**How to complete this task**. Retype every line of the data, keeping each word exactly.

(Beginning of Input)

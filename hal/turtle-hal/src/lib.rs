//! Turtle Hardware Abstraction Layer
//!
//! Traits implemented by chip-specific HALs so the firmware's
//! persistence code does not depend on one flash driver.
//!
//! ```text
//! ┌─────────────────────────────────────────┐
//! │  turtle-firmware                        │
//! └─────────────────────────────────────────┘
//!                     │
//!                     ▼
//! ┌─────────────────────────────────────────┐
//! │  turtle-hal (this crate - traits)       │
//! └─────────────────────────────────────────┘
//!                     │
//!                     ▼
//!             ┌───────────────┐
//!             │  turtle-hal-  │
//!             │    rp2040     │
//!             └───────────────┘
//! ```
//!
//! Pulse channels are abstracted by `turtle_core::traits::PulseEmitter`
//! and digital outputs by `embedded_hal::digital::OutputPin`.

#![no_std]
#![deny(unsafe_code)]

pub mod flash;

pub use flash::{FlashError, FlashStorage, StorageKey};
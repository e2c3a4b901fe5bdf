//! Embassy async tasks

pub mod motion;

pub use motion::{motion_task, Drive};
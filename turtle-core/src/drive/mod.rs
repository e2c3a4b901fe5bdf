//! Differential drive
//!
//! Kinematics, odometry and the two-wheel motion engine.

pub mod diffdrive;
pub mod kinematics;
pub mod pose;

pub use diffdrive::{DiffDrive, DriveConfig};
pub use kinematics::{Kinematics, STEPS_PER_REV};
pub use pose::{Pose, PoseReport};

(End of Input)

**Answer to this exercise**.
filename hal/turtle-hal/src/lib.rs
//! Turtle Hardware Abstraction Layer
//!
//! Traits implemented by chip-specific HALs so the firmware's
//! persistence code does not depend on one flash driver.
//!
//! ```text
//! ┌─────────────────────────────────────────┐
//! │  turtle-firmware                        │
//! └─────────────────────────────────────────┘
//!                     │
//!                     ▼
//! ┌─────────────────────────────────────────┐
//! │  turtle-hal (this crate - traits)       │
//! └─────────────────────────────────────────┘
//!                     │
//!                     ▼
//!             ┌───────────────┐
//!             │  turtle-hal-  │
//!             │    rp2040     │
//!             └───────────────┘
//! ```
//!
//! Pulse channels are abstracted by `turtle_core::traits::PulseEmitter`
//! and digital outputs by `embedded_hal::digital::OutputPin`.

#![no_std]
#![deny(unsafe_code)]

pub mod flash;

pub use flash::{FlashError, FlashStorage, StorageKey};
repository e2c3a4b901fe5bdf
//! Embassy async tasks

pub mod motion;

pub use motion::{motion_task, Drive};
filename turtle-core/src/drive/mod.rs
repository e2c3a4b901fe5bdf
//! Differential drive
//!
//! Kinematics, odometry and the two-wheel motion engine.

pub mod diffdrive;
pub mod kinematics;
pub mod pose;

pub use diffdrive::{DiffDrive, DriveConfig};
pub use kinematics::{Kinematics, STEPS_PER_REV};
pub use pose::{Pose, PoseReport};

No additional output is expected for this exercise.